William Cummins
- Full name: William Edward Ashley Cummins
- Born: 4 February 1858 Blackrock, Cork, Ireland
- Died: 18 October 1923 (aged 65) Woodville, Cork, Ireland
- Notable relative(s): Jane Cummins (daughter) Mary Cummins (daughter) Geraldine Cummins (daughter) Iris Cummins (daughter)

Rugby union career
- Position: Forward

International career
- Years: Team / Apps / (Points)
- 1879–82: Ireland / 3 / (0)

= Ashley Cummins (rugby union) =

Irish rugby union player

William Edward Ashley Cummins (4 February 1858 — 18 October 1923) was an Irish international rugby union player.

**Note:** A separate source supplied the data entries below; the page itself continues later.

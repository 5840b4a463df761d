//! Module dedicated to folder counting.
//!
//! Counting pages through search results because providers cap how
//! many items a single search may return. The count is bounded by a
//! safety cap on scanned items: huge folders are undercounted rather
//! than scanned forever, which is acceptable because consumers only
//! need an order-of-magnitude-correct candidate pool size, itself
//! capped by the per-run deletion limit.

use std::sync::Arc;

use tracing::debug;

use crate::{message::search::SearchMessages, Result};

use super::{FolderCounts, INBOX, SENT, SPAM, TRASH};

/// The maximum number of items a single search page may return.
pub const SEARCH_PAGE_SIZE: usize = 500;

/// The maximum number of items scanned while counting one query.
pub const MAX_SCANNED_MESSAGES: usize = 20_000;

/// The paged folder counting engine.
#[derive(Clone)]
pub struct FolderCounter {
    search: Arc<dyn SearchMessages>,
}

impl FolderCounter {
    pub fn new(search: Arc<dyn SearchMessages>) -> Self {
        Self { search }
    }

    /// Count messages matching the given query.
    ///
    /// Pages through results until a short page signals the end of
    /// results, or until [`MAX_SCANNED_MESSAGES`] items have been
    /// scanned. Hitting the cap is not an error: the partial count
    /// accumulated so far is returned.
    pub async fn count_matching(&self, query: &str) -> Result<usize> {
        let mut total = 0;
        let mut start = 0;

        loop {
            let page = self
                .search
                .search_message_ids(query, start, SEARCH_PAGE_SIZE)
                .await?;
            total += page.len();

            if page.len() < SEARCH_PAGE_SIZE {
                break;
            }

            start += SEARCH_PAGE_SIZE;

            if start >= MAX_SCANNED_MESSAGES {
                debug!("hit safety cap at {start} scanned messages for {query}");
                break;
            }
        }

        debug!("{query}: {total} messages");
        Ok(total)
    }

    /// Count messages in every standard folder.
    pub async fn count_all(&self) -> Result<FolderCounts> {
        let counts = FolderCounts {
            inbox: self.count_matching(INBOX).await?,
            sent: self.count_matching(SENT).await?,
            trash: self.count_matching(TRASH).await?,
            spam: self.count_matching(SPAM).await?,
        };

        debug!(
            "counted {} messages across standard folders",
            counts.total()
        );
        Ok(counts)
    }
}
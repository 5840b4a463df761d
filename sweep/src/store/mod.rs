//! # Store module
//!
//! Module dedicated to daily counter persistence. Cleanup runs
//! accumulate what they deleted into one [`DailyCounter`] per
//! calendar date, persisted as JSON through the narrow
//! [`CounterStore`] feature so the storage backend (file, embedded
//! database, cloud property store) stays swappable.

pub mod memory;

use async_trait::async_trait;
use chrono::NaiveDate;
use serde::{Deserialize, Serialize};
use tracing::debug;

use crate::{message::delete::DeletionOutcome, Result};

/// The prefix of persisted counter keys.
const COUNTER_KEY_PREFIX: &str = "cleanup_";

/// The accumulated cleanup activity of one calendar date.
///
/// Created lazily on the first completed real (non-simulated) run of
/// a date, mutated by accumulation only, and removed by the retention
/// sweep once older than the configured retention window.
#[derive(Clone, Copy, Debug, Default, Eq, PartialEq, Serialize, Deserialize)]
#[serde(rename_all = "kebab-case")]
pub struct DailyCounter {
    /// How many messages were deleted that date.
    pub messages_deleted: u64,

    /// How many bytes deleting them freed (estimated).
    pub bytes_freed: u64,

    /// How many cleanup runs completed that date.
    pub run_count: u32,
}

impl DailyCounter {
    /// Fold one run's outcome into the counter.
    pub fn accumulate(&mut self, outcome: &DeletionOutcome) {
        self.messages_deleted += outcome.messages_processed as u64;
        self.bytes_freed += outcome.bytes_freed;
        self.run_count += 1;
    }
}

#[async_trait]
pub trait CounterStore: Send + Sync {
    /// Get the counter of the given date, if any.
    async fn get(&self, date: NaiveDate) -> Result<Option<DailyCounter>>;

    /// Put the counter of the given date, replacing any previous one.
    async fn put(&self, date: NaiveDate, counter: DailyCounter) -> Result<()>;

    /// Delete the counter of the given date.
    async fn delete(&self, date: NaiveDate) -> Result<()>;

    /// List all dates a counter exists for.
    async fn list_dates(&self) -> Result<Vec<NaiveDate>>;
}

/// The persisted key of the given date's counter.
pub fn counter_key(date: NaiveDate) -> String {
    format!("{COUNTER_KEY_PREFIX}{}", date.format("%Y-%m-%d"))
}

/// The date of the given persisted counter key, if it is one.
pub fn parse_counter_key(key: &str) -> Option<NaiveDate> {
    let date = key.strip_prefix(COUNTER_KEY_PREFIX)?;
    NaiveDate::parse_from_str(date, "%Y-%m-%d").ok()
}

/// Fold one run's outcome into the given date's persisted counter.
///
/// Read-modify-write: safe because the cleanup lock guarantees a
/// single writer per date key at a time.
pub async fn record(
    store: &dyn CounterStore,
    date: NaiveDate,
    outcome: &DeletionOutcome,
) -> Result<()> {
    let mut counter = store.get(date).await?.unwrap_or_default();
    counter.accumulate(outcome);

    debug!(
        "recorded cleanup run: {} messages, ~{} bytes (daily total: {} messages)",
        outcome.messages_processed, outcome.bytes_freed, counter.messages_deleted,
    );

    store.put(date, counter).await
}

/// Delete every counter older than the given retention window.
pub async fn sweep(store: &dyn CounterStore, today: NaiveDate, retention_days: i64) -> Result<()> {
    for date in store.list_dates().await? {
        if (today - date).num_days() > retention_days {
            debug!("sweeping expired cleanup counter of {date}");
            store.delete(date).await?;
        }
    }

    Ok(())
}
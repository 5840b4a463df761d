use thiserror::Error;

/// Errors related to storage quota measurement.
#[derive(Debug, Error)]
pub enum Error {
    #[error("invalid storage reading: {0} bytes used of {1} bytes total")]
    InvalidStorageReadingError(u64, u64),
    #[error("cannot get storage quota: all providers failed (primary: {0}, fallback: {1})")]
    GetStorageQuotaError(String, String),
    #[error("cannot get storage quota: primary provider failed ({0}), no fallback configured")]
    GetStorageQuotaNoFallbackError(String),
}
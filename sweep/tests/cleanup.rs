use std::{
    collections::VecDeque,
    fs::OpenOptions,
    sync::{Arc, Mutex},
};

use advisory_lock::{AdvisoryFileLock, FileLockMode};
use async_trait::async_trait;
use chrono::{Duration, Local};
use sweep::{
    account::config::{AccountConfig, CleanupConfig, ReportConfig},
    cleanup::{plan::CleanupPlanner, CleanupRunner},
    folder::count::FolderCounter,
    message::{
        delete::{BatchDeleter, MoveToTrash, RemoveMessages},
        search::SearchMessages,
        size::{GetMessageSize, SizeSampler},
        Id,
    },
    quota::{GetStorageQuota, QuotaOracle, StorageReading},
    report::{Reporter, SendMessage},
    store::{memory::MemoryCounterStore, CounterStore, DailyCounter},
    Result,
};
use tempfile::TempDir;

const MB: u64 = 1024 * 1024;
const TOTAL: u64 = 10240 * MB;

/// An in-memory mailbox acting as every provider at once: paged
/// search over one candidate pool, per-message sizes, trash moves,
/// permanent removals, and a storage quota that shrinks as messages
/// are removed.
struct FakeMailbox {
    pool: Mutex<Vec<(Id, u64)>>,
    trashed: Mutex<Vec<Id>>,
    removed: Mutex<Vec<Id>>,
    other_bytes: u64,
    total_bytes: u64,
}

impl FakeMailbox {
    /// A mailbox whose candidate pool holds `count` messages of
    /// `size` bytes each, on top of `other_bytes` of unrelated usage.
    fn new(count: usize, size: u64, other_bytes: u64) -> Arc<Self> {
        let pool = (0..count).map(|n| (Id::new(n), size)).collect();

        Arc::new(Self {
            pool: Mutex::new(pool),
            trashed: Mutex::new(Vec::new()),
            removed: Mutex::new(Vec::new()),
            other_bytes,
            total_bytes: TOTAL,
        })
    }

    fn pool_len(&self) -> usize {
        self.pool.lock().unwrap().len()
    }

    fn trashed_len(&self) -> usize {
        self.trashed.lock().unwrap().len()
    }

    fn removed_len(&self) -> usize {
        self.removed.lock().unwrap().len()
    }
}

#[async_trait]
impl SearchMessages for FakeMailbox {
    async fn search_message_ids(
        &self,
        _query: &str,
        start: usize,
        max_results: usize,
    ) -> Result<Vec<Id>> {
        let pool = self.pool.lock().unwrap();
        Ok(pool
            .iter()
            .skip(start)
            .take(max_results)
            .map(|(id, _)| id.clone())
            .collect())
    }
}

#[async_trait]
impl GetMessageSize for FakeMailbox {
    async fn get_message_size(&self, id: &Id) -> Result<u64> {
        let pool = self.pool.lock().unwrap();
        pool.iter()
            .find(|(i, _)| i == id)
            .map(|(_, size)| *size)
            .ok_or_else(|| anyhow::anyhow!("unknown message {id}"))
    }
}

#[async_trait]
impl MoveToTrash for FakeMailbox {
    async fn move_to_trash(&self, id: &Id) -> Result<()> {
        self.trashed.lock().unwrap().push(id.clone());
        Ok(())
    }
}

#[async_trait]
impl RemoveMessages for FakeMailbox {
    async fn remove_message(&self, id: &Id) -> Result<()> {
        let mut pool = self.pool.lock().unwrap();
        let n = pool
            .iter()
            .position(|(i, _)| i == id)
            .ok_or_else(|| anyhow::anyhow!("unknown message {id}"))?;
        pool.remove(n);
        self.removed.lock().unwrap().push(id.clone());
        Ok(())
    }
}

#[async_trait]
impl GetStorageQuota for FakeMailbox {
    async fn get_storage_quota(&self) -> Result<StorageReading> {
        let pool_bytes: u64 = self.pool.lock().unwrap().iter().map(|(_, s)| s).sum();

        Ok(StorageReading {
            used_bytes: self.other_bytes + pool_bytes,
            total_bytes: self.total_bytes,
        })
    }
}

/// Serves a scripted sequence of readings, repeating the last one.
struct ScriptedQuota(Mutex<VecDeque<StorageReading>>);

impl ScriptedQuota {
    fn new(readings: impl IntoIterator<Item = StorageReading>) -> Arc<Self> {
        Arc::new(Self(Mutex::new(readings.into_iter().collect())))
    }
}

#[async_trait]
impl GetStorageQuota for ScriptedQuota {
    async fn get_storage_quota(&self) -> Result<StorageReading> {
        let mut readings = self.0.lock().unwrap();
        if readings.len() > 1 {
            Ok(readings.pop_front().unwrap())
        } else {
            readings
                .front()
                .copied()
                .ok_or_else(|| anyhow::anyhow!("no scripted reading left"))
        }
    }
}

struct BrokenQuota;

#[async_trait]
impl GetStorageQuota for BrokenQuota {
    async fn get_storage_quota(&self) -> Result<StorageReading> {
        Err(anyhow::anyhow!("quota api unreachable"))
    }
}

#[derive(Default)]
struct RecordingSender {
    sent: Mutex<Vec<(String, String, String)>>,
}

#[async_trait]
impl SendMessage for RecordingSender {
    async fn send_message(&self, recipient: &str, subject: &str, body: &str) -> Result<()> {
        self.sent
            .lock()
            .unwrap()
            .push((recipient.into(), subject.into(), body.into()));
        Ok(())
    }
}

fn account_config(name: &str, lock_dir: &TempDir, cleanup: CleanupConfig) -> Arc<AccountConfig> {
    Arc::new(AccountConfig {
        name: name.into(),
        email: "test@localhost".into(),
        cleanup: Some(CleanupConfig {
            lock_dir: Some(lock_dir.path().to_owned()),
            ..cleanup
        }),
        report: None,
    })
}

fn runner(
    config: Arc<AccountConfig>,
    mailbox: Arc<FakeMailbox>,
    oracle: QuotaOracle,
    store: Arc<MemoryCounterStore>,
    sender: Arc<RecordingSender>,
) -> CleanupRunner {
    let search: Arc<dyn SearchMessages> = mailbox.clone();
    let counter = FolderCounter::new(search.clone());
    let sampler = SizeSampler::new(counter, search.clone(), mailbox.clone());
    let planner = CleanupPlanner::new(sampler);
    let deleter = BatchDeleter::new(
        search,
        mailbox.clone(),
        mailbox.clone(),
        mailbox.clone(),
        oracle.clone(),
    );

    CleanupRunner::new(config, oracle, planner, deleter, store, sender)
}

#[test_log::test(tokio::test(start_paused = true))]
async fn over_threshold_run_deletes_and_records() {
    // 7540MB of unrelated usage + 2000 messages of 1MB: 9540MB of
    // 10240MB used (~93%). Freeing back to 75% takes 1860 messages.
    let mailbox = FakeMailbox::new(2000, MB, 7540 * MB);
    let oracle = QuotaOracle::new(mailbox.clone());
    let store = Arc::new(MemoryCounterStore::default());
    let sender = Arc::new(RecordingSender::default());
    let lock_dir = tempfile::tempdir().unwrap();
    let config = account_config("real-run", &lock_dir, CleanupConfig::default());

    let runner = runner(config, mailbox.clone(), oracle, store.clone(), sender.clone())
        .with_dry_run(false);

    let outcome = runner.run().await.unwrap().unwrap();

    assert_eq!(outcome.messages_processed, 1860);
    assert_eq!(outcome.bytes_freed, 1860 * MB);
    assert_eq!(mailbox.pool_len(), 140);
    // Non-trash target: every deletion moves to trash first.
    assert_eq!(mailbox.trashed_len(), 1860);
    assert_eq!(mailbox.removed_len(), 1860);

    let today = Local::now().date_naive();
    let counter = store.get(today).await.unwrap().unwrap();
    assert_eq!(counter.messages_deleted, 1860);
    assert_eq!(counter.bytes_freed, 1860 * MB);
    assert_eq!(counter.run_count, 1);

    // The lock was released and usage is back at the threshold: the
    // next run is a no-op.
    assert!(runner.run().await.unwrap().is_none());
    assert_eq!(mailbox.pool_len(), 140);

    // No failure, so nothing was sent.
    assert!(sender.sent.lock().unwrap().is_empty());
}

#[test_log::test(tokio::test(start_paused = true))]
async fn dry_run_mutates_nothing_and_records_nothing() {
    let mailbox = FakeMailbox::new(2000, MB, 7540 * MB);
    let oracle = QuotaOracle::new(mailbox.clone());
    let store = Arc::new(MemoryCounterStore::default());
    let sender = Arc::new(RecordingSender::default());
    let lock_dir = tempfile::tempdir().unwrap();
    // dry_run is left unset: simulation is the default.
    let config = account_config("dry-run", &lock_dir, CleanupConfig::default());

    let runner = runner(config, mailbox.clone(), oracle, store.clone(), sender);

    let outcome = runner.run().await.unwrap().unwrap();

    // Counts report what the run would have affected...
    assert_eq!(outcome.messages_processed, 1860);
    assert!(outcome.bytes_freed > 0);

    // ...but nothing was touched and nothing was recorded.
    assert_eq!(mailbox.pool_len(), 2000);
    assert_eq!(mailbox.trashed_len(), 0);
    assert_eq!(mailbox.removed_len(), 0);
    let today = Local::now().date_naive();
    assert!(store.get(today).await.unwrap().is_none());
}

#[test_log::test(tokio::test(start_paused = true))]
async fn under_threshold_run_is_a_noop() {
    let mailbox = FakeMailbox::new(100, MB, 1000 * MB);
    let oracle = QuotaOracle::new(mailbox.clone());
    let store = Arc::new(MemoryCounterStore::default());
    let sender = Arc::new(RecordingSender::default());
    let lock_dir = tempfile::tempdir().unwrap();
    let config = account_config("under", &lock_dir, CleanupConfig::default());

    let runner = runner(config, mailbox.clone(), oracle, store, sender).with_dry_run(false);

    assert!(runner.run().await.unwrap().is_none());
    assert_eq!(mailbox.pool_len(), 100);
}

#[test_log::test(tokio::test(start_paused = true))]
async fn mid_run_recheck_stops_early_once_under_target() {
    let mailbox = FakeMailbox::new(2000, MB, 7540 * MB);
    // First reading (measurement) is over threshold, every later one
    // (the mid-run re-checks) is back under it.
    let scripted = ScriptedQuota::new([
        StorageReading {
            used_bytes: 9216 * MB,
            total_bytes: TOTAL,
        },
        StorageReading {
            used_bytes: 7168 * MB,
            total_bytes: TOTAL,
        },
    ]);
    let oracle = QuotaOracle::new(scripted);
    let store = Arc::new(MemoryCounterStore::default());
    let sender = Arc::new(RecordingSender::default());
    let lock_dir = tempfile::tempdir().unwrap();
    let config = account_config("early-stop", &lock_dir, CleanupConfig::default());

    let runner = runner(config, mailbox.clone(), oracle, store, sender).with_dry_run(false);

    let outcome = runner.run().await.unwrap().unwrap();

    // The plan wanted 1500+ messages, the re-check stopped it at 400.
    assert_eq!(outcome.messages_processed, 400);
    assert_eq!(mailbox.pool_len(), 1600);
}

#[test_log::test(tokio::test(start_paused = true))]
async fn trash_target_skips_the_trash_move() {
    let mailbox = FakeMailbox::new(300, MB, 7630 * MB);
    let oracle = QuotaOracle::new(mailbox.clone());
    let store = Arc::new(MemoryCounterStore::default());
    let sender = Arc::new(RecordingSender::default());
    let lock_dir = tempfile::tempdir().unwrap();
    let config = account_config(
        "trash-target",
        &lock_dir,
        CleanupConfig {
            target_query: Some("in:trash".into()),
            ..Default::default()
        },
    );

    let runner = runner(config, mailbox.clone(), oracle, store, sender).with_dry_run(false);

    let outcome = runner.run().await.unwrap().unwrap();

    assert_eq!(outcome.messages_processed, 250);
    // Already-trashed messages are removed permanently, directly.
    assert_eq!(mailbox.trashed_len(), 0);
    assert_eq!(mailbox.removed_len(), 250);
}

#[test_log::test(tokio::test(start_paused = true))]
async fn lock_contention_skips_the_run_silently() {
    let mailbox = FakeMailbox::new(2000, MB, 7540 * MB);
    let oracle = QuotaOracle::new(mailbox.clone());
    let store = Arc::new(MemoryCounterStore::default());
    let sender = Arc::new(RecordingSender::default());
    let lock_dir = tempfile::tempdir().unwrap();
    let config = account_config("contended", &lock_dir, CleanupConfig::default());

    // Hold the lock the runner will try to acquire.
    let lock_path = lock_dir.path().join("sweep-cleanup.contended.lock");
    let lock_file = OpenOptions::new()
        .create(true)
        .write(true)
        .open(&lock_path)
        .unwrap();
    AdvisoryFileLock::try_lock(&lock_file, FileLockMode::Exclusive).unwrap();

    let runner = runner(config, mailbox.clone(), oracle, store, sender).with_dry_run(false);

    assert!(runner.run().await.unwrap().is_none());
    assert_eq!(mailbox.pool_len(), 2000);

    // Once released, the run proceeds normally.
    AdvisoryFileLock::unlock(&lock_file).unwrap();
    assert!(runner.run().await.unwrap().is_some());
}

#[test_log::test(tokio::test(start_paused = true))]
async fn measurement_failure_aborts_and_notifies() {
    let mailbox = FakeMailbox::new(2000, MB, 7540 * MB);
    let oracle = QuotaOracle::new(Arc::new(BrokenQuota)).with_fallback(Arc::new(BrokenQuota));
    let store = Arc::new(MemoryCounterStore::default());
    let sender = Arc::new(RecordingSender::default());
    let lock_dir = tempfile::tempdir().unwrap();
    let config = account_config("broken", &lock_dir, CleanupConfig::default());

    let runner = runner(config, mailbox.clone(), oracle, store, sender.clone())
        .with_dry_run(false);

    assert!(runner.run().await.is_err());

    // Nothing was deleted on a guessed usage.
    assert_eq!(mailbox.pool_len(), 2000);

    let sent = sender.sent.lock().unwrap();
    assert_eq!(sent.len(), 1);
    let (recipient, subject, _) = &sent[0];
    assert_eq!(recipient, "test@localhost");
    assert!(subject.contains("cleanup failed"));
}

#[test_log::test(tokio::test(start_paused = true))]
async fn daily_report_summarizes_and_sweeps() {
    let mailbox = FakeMailbox::new(1000, MB, 7000 * MB);
    let oracle = QuotaOracle::new(mailbox.clone());
    let store = Arc::new(MemoryCounterStore::default());
    let sender = Arc::new(RecordingSender::default());

    let today = Local::now().date_naive();
    let expired = today - Duration::days(10);
    store
        .put(
            today,
            DailyCounter {
                messages_deleted: 42,
                bytes_freed: 42 * MB,
                run_count: 3,
            },
        )
        .await
        .unwrap();
    store.put(expired, DailyCounter::default()).await.unwrap();

    let config = Arc::new(AccountConfig {
        name: "report".into(),
        email: "test@localhost".into(),
        cleanup: None,
        report: Some(ReportConfig {
            recipient: Some("reports@localhost".into()),
            retention_days: Some(7),
        }),
    });

    let search: Arc<dyn SearchMessages> = mailbox.clone();
    let reporter = Reporter::new(
        config,
        oracle,
        FolderCounter::new(search),
        store.clone(),
        sender.clone(),
    );

    reporter.send_daily_report().await.unwrap();

    let sent = sender.sent.lock().unwrap();
    assert_eq!(sent.len(), 1);
    let (recipient, subject, body) = &sent[0];
    assert_eq!(recipient, "reports@localhost");
    assert!(subject.starts_with("Daily mailbox storage report"));
    assert!(body.contains("- Messages deleted: 42"));
    assert!(body.contains("- Cleanup runs: 3"));

    // Sending the report sweeps expired counters.
    assert!(store.get(expired).await.unwrap().is_none());
    assert!(store.get(today).await.unwrap().is_some());
}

Born in Cork, Cummins was educated at University College Cork and Queen's College Belfast. He appeared occasionally in rugby international for Ireland during his tertiary studies, gaining three caps as a forward.

Cummins remained based in Cork through his medical career. He was Professor of Practice of Medicine at University College Cork and a senior surgeon at the City of Cork Hospital for Women and Children.

Raising 11 children, Cummins had two sons follow him into medicine, as did his daughters Jane and Mary. His eldest daughter was the Irish playwright Geraldine Cummins. Another daughter, Iris Cummins, was University College Cork's first female engineering graduate.